How Did Rick Sanchez Last THIS Long?
It's always fascinating to watch a media person douse themselves in gasoline and then drop a match.
In the case of Rick Sanchez, formerly of CNN, it's amazing to me that it he had such a big window of opportunity with which to do it.
I, for one, never watched much of his regular weekday afternoon show because I found his artificial intensity tiresome and his reliance on social networks to generate dialog with the folks at home contrived--how do the thoughts of some anonomous putz onTwitter figure into coverage of the day's events? I avoided Sanchez and his network religiously until given no other choice one wintry afternoon when a gi-normous earthquake rattled Chile. It devastated the nation, knocked the earth off it's axis and actually shortened the day by a few milli-seconds. And, scientists warned of a tsunami that threatened Hawaii.
It's not every day that one of our 50 states faces a potential encounter with watery mayhem, and I spun through the cable news networks to find out more. CNN was on the story, and Sanchez was in the anchor chair. I watched anyway. Sanchez lived down to expectations.
I'm not Carmen San Diego but those are the Galapagos Islands. Rick was only off by three or four thousand miles and one hemisphere.
Hey, I've had my share on on-air gaffes, too, and I'll make more--anyone who works in front of a live mike and camera is bound to. But what followed was Sanchez being Sanchez, and it was almost unwatchable except for the fact that it was so deliciously bad I couldn't change the channel.
Math in the head is never a good thing to do on the air.
It got worse.
Told you. Do yourself a favor and watch the whole clip to witness the Full Sanchez.
I couldn't watch anymore--not because I was so repulsed by Sanchez but rather because I had to to out that night. I was relieved to learn later that eveing that Hawaii hadn't been obliterated and amazed the following Monday that Sanchez still had a job.

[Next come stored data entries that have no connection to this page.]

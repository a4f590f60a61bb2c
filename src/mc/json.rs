//! # JSON Output Parsing
//!
//! `mc --json` prints one JSON object per line.

use crate::error::AdminError;
use crate::mc::McCommand;
use serde::de::DeserializeOwned;
use tracing::debug;

/// Parse every line that deserializes into `T`, skipping blank and malformed lines
pub fn parse_lines<T: DeserializeOwned>(stdout: &str) -> Vec<T> {
    stdout
        .lines()
        .map(str::trim)
        .filter(|line| !line.is_empty())
        .filter_map(|line| match serde_json::from_str::<T>(line) {
            Ok(record) => Some(record),
            Err(e) => {
                debug!("Skipping unparseable mc output line ({}): {}", e, line);
                None
            }
        })
        .collect()
}

/// Parse the whole (trimmed) output as a single JSON document
pub fn parse_document<T: DeserializeOwned>(
    command: &McCommand,
    stdout: &str,
) -> Result<T, AdminError> {
    serde_json::from_str(stdout.trim()).map_err(|source| AdminError::ResponseParse {
        command: command.to_string(),
        source,
    })
}
//! # Bucket Name Validation
//!
//! Checks bucket names against the MinIO naming rules before any mutating
//! call is attempted.
//!
//! Rules are applied in order and the first failure is reported:
//! 1. Length between 3 and 63 characters
//! 2. Only lowercase ASCII letters, digits, hyphens and periods
//! 3. No leading or trailing period

use crate::constants::{MAX_BUCKET_NAME_LEN, MIN_BUCKET_NAME_LEN};
use thiserror::Error;

/// Naming rule a bucket name failed
#[derive(Debug, Clone, PartialEq, Eq, Error)]
pub enum BucketNameError {
    #[error(
        "bucket name '{name}' must be {min}-{max} characters long (got {len})",
        min = MIN_BUCKET_NAME_LEN,
        max = MAX_BUCKET_NAME_LEN
    )]
    Length { name: String, len: usize },

    #[error("bucket name '{name}' may only contain lowercase letters, digits, hyphens and periods")]
    InvalidCharacters { name: String },

    #[error("bucket name '{name}' cannot start or end with a period")]
    PeriodBoundary { name: String },
}

/// Validate a bucket name, reporting the first rule it breaks
pub fn validate_bucket_name(name: &str) -> Result<(), BucketNameError> {
    let len = name.chars().count();
    if !(MIN_BUCKET_NAME_LEN..=MAX_BUCKET_NAME_LEN).contains(&len) {
        return Err(BucketNameError::Length {
            name: name.to_string(),
            len,
        });
    }

    if !name.chars().all(is_bucket_name_char) {
        return Err(BucketNameError::InvalidCharacters {
            name: name.to_string(),
        });
    }

    if name.starts_with('.') || name.ends_with('.') {
        return Err(BucketNameError::PeriodBoundary {
            name: name.to_string(),
        });
    }

    Ok(())
}

/// Boolean form of [`validate_bucket_name`]
#[must_use]
pub fn is_valid_bucket_name(name: &str) -> bool {
    validate_bucket_name(name).is_ok()
}

fn is_bucket_name_char(c: char) -> bool {
    matches!(c, 'a'..='z' | '0'..='9' | '.' | '-')
}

I'm sure Sanchez had fans. Networks are ratings-driven operations and you don't survive without numbers. Sanchez had hundreds of thousands following him on Twitter. I guess his bosses could overlook his brash ineptitude so long as they could sell commercials during his show.
They couldn't ignore what Sanchez told a Sirius satellite interviewer last week, though. Sanchez is now gone. The question now is for how long? Folks have short memories--CNN gave Elliot Spitzer a weekly show--but what Sanchez said could amount to a career death sentence. Comments like that tend to stick to someone.
Bigger minds than mine have other views on the Sanchez phenomenon and flame-out. For me, I like my soup hot, my beer cold and my CNN without histrionics. The Sanchez circus may find a new place to set up it's tents--the Web welcomes all, regardless of color, creed or lack of coherency. If he does indeed land there, you'll understand if I don't have the site bookmarked.